July 14th, 2023 Appellate Jurisdiction, Appellate Practice, Application to Compel Arbitration, Arbitrability, Arbitrability | Existence of Arbitration Agreement, Arbitration Practice and Procedure, Existence of Arbitration Agreement, FAA Chapter 1, FAA Section 16, Federal Arbitration Act Enforcement Litigation Procedure, Federal Courts, Federal Policy in Favor of Arbitration, International Institute for Conflict Prevention and Resolution (CPR), Loree and Faulkner Interviews, Richard D. Faulkner, Stay Pending Appeal, United States Court of Appeals for the Fifth Circuit, United States Court of Appeals for the Ninth Circuit, United States Court of Appeals for the Second Circuit, United States Court of Appeals for the Seventh Circuit, United States Supreme Court Comments Off on SCOTUS Decides Coinbase, Ruling that District Court Proceedings on Merits Must be Stayed Pending Interlocutory Appeal of Order Denying Motion to Compel Arbitration By Philip J. Loree Jr.

Coinbase - Stay Pending Appeal

Introduction: Must District Courts Grant a Stay Pending Appeal of an Order Denying a Motion to Compel?  

Section 16(a) of the Federal Arbitration Act authorizes interlocutory appeals of orders denying motions to compel arbitration. 9 U.S.C. § 16(a)(1)(B) & (C). This is a “rare statutory exception to the usual [federal] rule that parties may not appeal before final judgment.”   Coinbase, Inc. v. Bielski, 599 U.S. ___, No. 22-105, slip op. at 3 (June 23, 2023).  It authorizes interlocutory “appeals of orders denying—but not of orders granting—motions to compel arbitration.” Slip op. at 3 (emphasis in original).

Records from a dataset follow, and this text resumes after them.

//! Hash-consed terms.
//!
//! Every structurally distinct term is stored once in the [`TermManager`] and
//! referred to by a [`TermId`]. Two terms built from the same kind, children
//! and sort always receive the same identifier, so identity comparison is
//! structural comparison and shared sub-terms form a DAG.
//!
//! The `mk_*` constructors never simplify: `(not (not p))` stays a double
//! negation. Rewriting belongs to callers that run before the CNF layer.

use crate::sort::{SortId, SortKind, SortManager};
use lasso::{Rodeo, Spur};
use rustc_hash::FxHashMap;
use smallvec::{SmallVec, smallvec};
use std::fmt::Write as _;

/// Identifier of an interned term.
#[derive(Debug, Clone, Copy, PartialEq, Eq, PartialOrd, Ord, Hash)]
pub struct TermId(pub u32);

impl TermId {
    /// Create a term id from a raw index.
    #[must_use]
    pub const fn new(raw: u32) -> Self {
        Self(raw)
    }

    /// Index into the term table.
    #[must_use]
    pub const fn index(self) -> usize {
        self.0 as usize
    }
}

/// Argument list of an n-ary term.
pub type TermArgs = SmallVec<[TermId; 4]>;

/// The shape of a term.
#[derive(Debug, Clone, PartialEq, Eq, Hash)]
pub enum TermKind {
    /// Boolean true
    True,
    /// Boolean false
    False,
    /// Uninterpreted constant
    Var(Spur),
    /// Integer literal
    IntConst(i64),
    /// Negation
    Not(TermId),
    /// N-ary conjunction
    And(TermArgs),
    /// N-ary disjunction
    Or(TermArgs),
    /// Exclusive or
    Xor(TermId, TermId),
    /// Implication
    Implies(TermId, TermId),
    /// Boolean equivalence
    Iff(TermId, TermId),
    /// Equality (any sort)
    Eq(TermId, TermId),
    /// Pairwise distinctness
    Distinct(TermArgs),
    /// If-then-else
    Ite(TermId, TermId, TermId),
    /// Integer `<=`
    Le(TermId, TermId),
    /// Integer `<`
    Lt(TermId, TermId),
    /// Application of an uninterpreted function
    Apply {
        /// Function symbol
        func: Spur,
        /// Arguments
        args: TermArgs,
    },
    /// Universal quantifier
    Forall {
        /// Bound variables with their sorts
        vars: SmallVec<[(Spur, SortId); 2]>,
        /// Body
        body: TermId,
    },
}

impl TermKind {
    /// Direct sub-terms, left to right.
    #[must_use]
    pub fn children(&self) -> TermArgs {
        match self {
            TermKind::True | TermKind::False | TermKind::Var(_) | TermKind::IntConst(_) => {
                SmallVec::new()
            }
            TermKind::Not(a) => smallvec![*a],
            TermKind::Forall { body, .. } => smallvec![*body],
            TermKind::And(args)
            | TermKind::Or(args)
            | TermKind::Distinct(args)
            | TermKind::Apply { args, .. } => args.clone(),
            TermKind::Xor(a, b)
            | TermKind::Implies(a, b)
            | TermKind::Iff(a, b)
            | TermKind::Eq(a, b)
            | TermKind::Le(a, b)
            | TermKind::Lt(a, b) => smallvec![*a, *b],
            TermKind::Ite(c, t, e) => smallvec![*c, *t, *e],
        }
    }
}

/// An interned term.
#[derive(Debug, Clone, PartialEq, Eq)]
pub struct Term {
    /// Identifier of this term
    pub id: TermId,
    /// Shape
    pub kind: TermKind,
    /// Sort
    pub sort: SortId,
}

/// Owner of all terms, names and sorts.
#[derive(Debug)]
pub struct TermManager {
    terms: Vec<Term>,
    index: FxHashMap<(TermKind, SortId), TermId>,
    names: Rodeo,
    fresh_counter: u32,
    /// Sort table
    pub sorts: SortManager,
}

impl TermManager {
    /// Create an empty term manager.
    #[must_use]
    pub fn new() -> Self {
        let mut tm = Self {
            terms: Vec::new(),
            index: FxHashMap::default(),
            names: Rodeo::default(),
            fresh_counter: 0,
            sorts: SortManager::new(),
        };
        // true/false get the first two ids so `mk_true` can stay `&self`
        let bool_sort = tm.sorts.bool_sort;
        tm.intern(TermKind::True, bool_sort);
        tm.intern(TermKind::False, bool_sort);
        tm
    }

    fn intern(&mut self, kind: TermKind, sort: SortId) -> TermId {
        let key = (kind, sort);
        if let Some(&id) = self.index.get(&key) {
            return id;
        }
        let id = TermId(self.terms.len() as u32);
        self.terms.push(Term {
            id,
            kind: key.0.clone(),
            sort,
        });
        self.index.insert(key, id);
        id
    }

    /// Number of interned terms.
    #[must_use]
    pub fn len(&self) -> usize {
        self.terms.len()
    }

    /// Check whether the manager holds no term (never true after `new`).
    #[must_use]
    pub fn is_empty(&self) -> bool {
        self.terms.is_empty()
    }

    /// Look up a term.
    #[must_use]
    pub fn get(&self, id: TermId) -> Option<&Term> {
        self.terms.get(id.index())
    }

    /// Resolve an interned name.
    #[must_use]
    pub fn resolve(&self, name: Spur) -> &str {
        self.names.resolve(&name)
    }

    /// Name of an uninterpreted constant.
    #[must_use]
    pub fn name_of(&self, id: TermId) -> Option<&str> {
        match self.get(id)?.kind {
            TermKind::Var(name) => Some(self.names.resolve(&name)),
            _ => None,
        }
    }

    /// Check whether a term has boolean sort.
    #[must_use]
    pub fn is_bool(&self, id: TermId) -> bool {
        self.get(id).is_some_and(|t| t.sort == self.sorts.bool_sort)
    }

    /// Check whether a term is an uninterpreted constant (of any sort).
    #[must_use]
    pub fn is_uninterp_const(&self, id: TermId) -> bool {
        self.get(id).is_some_and(|t| matches!(t.kind, TermKind::Var(_)))
    }

    /// Check whether a term is an uninterpreted constant of boolean sort.
    #[must_use]
    pub fn is_bool_const(&self, id: TermId) -> bool {
        self.is_uninterp_const(id) && self.is_bool(id)
    }

    // ===== constructors =====

    /// The constant `true`.
    #[must_use]
    pub fn mk_true(&self) -> TermId {
        TermId(0)
    }

    /// The constant `false`.
    #[must_use]
    pub fn mk_false(&self) -> TermId {
        TermId(1)
    }

    /// A boolean constant.
    #[must_use]
    pub fn mk_bool(&self, value: bool) -> TermId {
        if value { self.mk_true() } else { self.mk_false() }
    }

    /// Declare (or look up) an uninterpreted sort.
    pub fn mk_uninterpreted_sort(&mut self, name: &str) -> SortId {
        let name = self.names.get_or_intern(name);
        self.sorts.intern(SortKind::Uninterpreted(name))
    }

    /// An uninterpreted constant. Same name and sort give the same term.
    pub fn mk_var(&mut self, name: &str, sort: SortId) -> TermId {
        let name = self.names.get_or_intern(name);
        self.intern(TermKind::Var(name), sort)
    }

    /// A constant whose name has never been interned before.
    pub fn mk_fresh_const(&mut self, prefix: &str, sort: SortId) -> TermId {
        loop {
            let candidate = format!("{}!{}", prefix, self.fresh_counter);
            self.fresh_counter += 1;
            if self.names.get(&candidate).is_none() {
                return self.mk_var(&candidate, sort);
            }
        }
    }

    /// An integer literal.
    pub fn mk_int(&mut self, value: i64) -> TermId {
        let sort = self.sorts.int_sort;
        self.intern(TermKind::IntConst(value), sort)
    }

    /// Negation.
    pub fn mk_not(&mut self, arg: TermId) -> TermId {
        let sort = self.sorts.bool_sort;
        self.intern(TermKind::Not(arg), sort)
    }

    /// Conjunction.
    pub fn mk_and(&mut self, args: impl IntoIterator<Item = TermId>) -> TermId {
        let sort = self.sorts.bool_sort;
        self.intern(TermKind::And(args.into_iter().collect()), sort)
    }

    /// Disjunction.
    pub fn mk_or(&mut self, args: impl IntoIterator<Item = TermId>) -> TermId {
        let sort = self.sorts.bool_sort;
        self.intern(TermKind::Or(args.into_iter().collect()), sort)
    }

    /// Exclusive or.
    pub fn mk_xor(&mut self, lhs: TermId, rhs: TermId) -> TermId {
        let sort = self.sorts.bool_sort;
        self.intern(TermKind::Xor(lhs, rhs), sort)
    }

    /// Implication.
    pub fn mk_implies(&mut self, lhs: TermId, rhs: TermId) -> TermId {
        let sort = self.sorts.bool_sort;
        self.intern(TermKind::Implies(lhs, rhs), sort)
    }

    /// Boolean equivalence.
    pub fn mk_iff(&mut self, lhs: TermId, rhs: TermId) -> TermId {
        let sort = self.sorts.bool_sort;
        self.intern(TermKind::Iff(lhs, rhs), sort)
    }

    /// Equality.
    pub fn mk_eq(&mut self, lhs: TermId, rhs: TermId) -> TermId {
        let sort = self.sorts.bool_sort;
        self.intern(TermKind::Eq(lhs, rhs), sort)
    }

    /// Pairwise distinctness.
    pub fn mk_distinct(&mut self, args: impl IntoIterator<Item = TermId>) -> TermId {
        let sort = self.sorts.bool_sort;
        self.intern(TermKind::Distinct(args.into_iter().collect()), sort)
    }

    /// If-then-else. The result takes the sort of the `then` branch.
    pub fn mk_ite(&mut self, cond: TermId, then_br: TermId, else_br: TermId) -> TermId {
        let sort = self.get(then_br).map_or(self.sorts.bool_sort, |t| t.sort);
        self.intern(TermKind::Ite(cond, then_br, else_br), sort)
    }

    /// Integer `<=`.
    pub fn mk_le(&mut self, lhs: TermId, rhs: TermId) -> TermId {
        let sort = self.sorts.bool_sort;
        self.intern(TermKind::Le(lhs, rhs), sort)
    }

    /// Integer `<`.
    pub fn mk_lt(&mut self, lhs: TermId, rhs: TermId) -> TermId {
        let sort = self.sorts.bool_sort;
        self.intern(TermKind::Lt(lhs, rhs), sort)
    }

    /// Application of an uninterpreted function with the given result sort.
    pub fn mk_apply(
        &mut self,
        func: &str,
        args: impl IntoIterator<Item = TermId>,
        sort: SortId,
    ) -> TermId {
        let func = self.names.get_or_intern(func);
        self.intern(
            TermKind::Apply {
                func,
                args: args.into_iter().collect(),
            },
            sort,
        )
    }

    /// Universal quantifier. Occurrences of the bound names in `body` are
    /// ordinary constants with the same name and sort.
    pub fn mk_forall(&mut self, vars: &[(&str, SortId)], body: TermId) -> TermId {
        let vars = vars
            .iter()
            .map(|&(name, sort)| (self.names.get_or_intern(name), sort))
            .collect();
        let sort = self.sorts.bool_sort;
        self.intern(TermKind::Forall { vars, body }, sort)
    }

    // ===== printing =====

    /// Render a term in SMT-LIB syntax.
    ///
    /// Uses an explicit work stack, so arbitrarily deep terms print without
    /// exhausting the call stack.
    #[must_use]
    pub fn display(&self, root: TermId) -> String {
        enum Work<'a> {
            Term(TermId),
            Text(&'a str),
        }

        let mut out = String::new();
        let mut stack = vec![Work::Term(root)];
        while let Some(work) = stack.pop() {
            let id = match work {
                Work::Text(text) => {
                    out.push_str(text);
                    continue;
                }
                Work::Term(id) => id,
            };
            let Some(term) = self.get(id) else {
                let _ = write!(out, "?{}", id.0);
                continue;
            };
            let head = match &term.kind {
                TermKind::True => {
                    out.push_str("true");
                    continue;
                }
                TermKind::False => {
                    out.push_str("false");
                    continue;
                }
                TermKind::Var(name) => {
                    out.push_str(self.names.resolve(name));
                    continue;
                }
                TermKind::IntConst(n) => {
                    if *n < 0 {
                        let _ = write!(out, "(- {})", n.unsigned_abs());
                    } else {
                        let _ = write!(out, "{}", n);
                    }
                    continue;
                }
                TermKind::Forall { vars, .. } => {
                    out.push_str("(forall (");
                    for (i, (name, sort)) in vars.iter().enumerate() {
                        if i > 0 {
                            out.push(' ');
                        }
                        let _ = write!(out, "({} {})", self.names.resolve(name), self.sort_name(*sort));
                    }
                    out.push(')');
                    ""
                }
                TermKind::Not(_) => "(not",
                TermKind::And(_) => "(and",
                TermKind::Or(_) => "(or",
                TermKind::Xor(..) => "(xor",
                TermKind::Implies(..) => "(=>",
                TermKind::Iff(..) | TermKind::Eq(..) => "(=",
                TermKind::Distinct(_) => "(distinct",
                TermKind::Ite(..) => "(ite",
                TermKind::Le(..) => "(<=",
                TermKind::Lt(..) => "(<",
                TermKind::Apply { func, .. } => {
                    out.push('(');
                    out.push_str(self.names.resolve(func));
                    ""
                }
            };
            out.push_str(head);
            stack.push(Work::Text(")"));
            for child in term.kind.children().into_iter().rev() {
                stack.push(Work::Term(child));
                stack.push(Work::Text(" "));
            }
        }
        out
    }

    fn sort_name(&self, sort: SortId) -> &str {
        match self.sorts.get(sort).map(|s| s.kind) {
            Some(SortKind::Bool) => "Bool",
            Some(SortKind::Int) => "Int",
            Some(SortKind::Uninterpreted(name)) => self.names.resolve(&name),
            None => "?",
        }
    }
}

impl Default for TermManager {
    fn default() -> Self {
        Self::new()
    }
}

Where such an order is made in a pending litigation on the merits, and an interlocutory appeal is taken, should the trial court litigation on the merits be stayed pending appeal? On June 23, 2023, in Coinbase, the U.S. Supreme Court (“SCOTUS”) ruled 5-4 that the answer was yes: a “district court must stay its pre-trial and trial proceedings while the interlocutory appeal is ongoing.” Slip op. at 1.


To Stay or Not to Stay: SCOTUS says the Griggs Principle Controls

The Court initially noted the text of Section 16 says nothing about whether a stay of litigation pending an appeal of a denial of a motion to compel is required. See slip op. at 3. That said, “Congress enacted § 16(a) against a clear background principle prescribed by” Court “precedents[,]” which the Court referred to as the “Griggs principle[:]” “[a]n appeal, including an interlocutory appeal, ‘divests the district court of its control over those aspects of the case involved in the appeal.’” Slip op. at 3 (quoting Griggs v. Provident Consumer Discount Co., 459 U.S. 56, 58 (1982)).

“The Griggs principle,” said the Court, “resolves this case.” Where, as here, “the question on appeal is whether the case belongs in arbitration or instead in the district court, the entire case [is] essentially ‘involved in the appeal.’” Slip op. at 3 (quoting Griggs, 459 U.S. at 58). Quoting with approval Circuit Judge Frank H. Easterbrook’s opinion in Bradford-Scott Data Corp. v. Physician Computer Network, Inc., 128 F.3d 504, 506 (7th Cir. 1997), “when a party appeals the denial of a motion to compel arbitration, whether ‘the litigation may go forward in the district court is precisely what the court of appeals must decide.’” Slip op. at 3-4 (quoting Bradford-Scott, 128 F.3d at 506). Put differently, whether the case should proceed in the district court (rather than in arbitration) is the “mirror image’” of the question on appeal: whether the case should proceed in arbitration (rather than in the district court). Slip op. at 4 (quoting Bradford-Scott, 128 F.3d at 505).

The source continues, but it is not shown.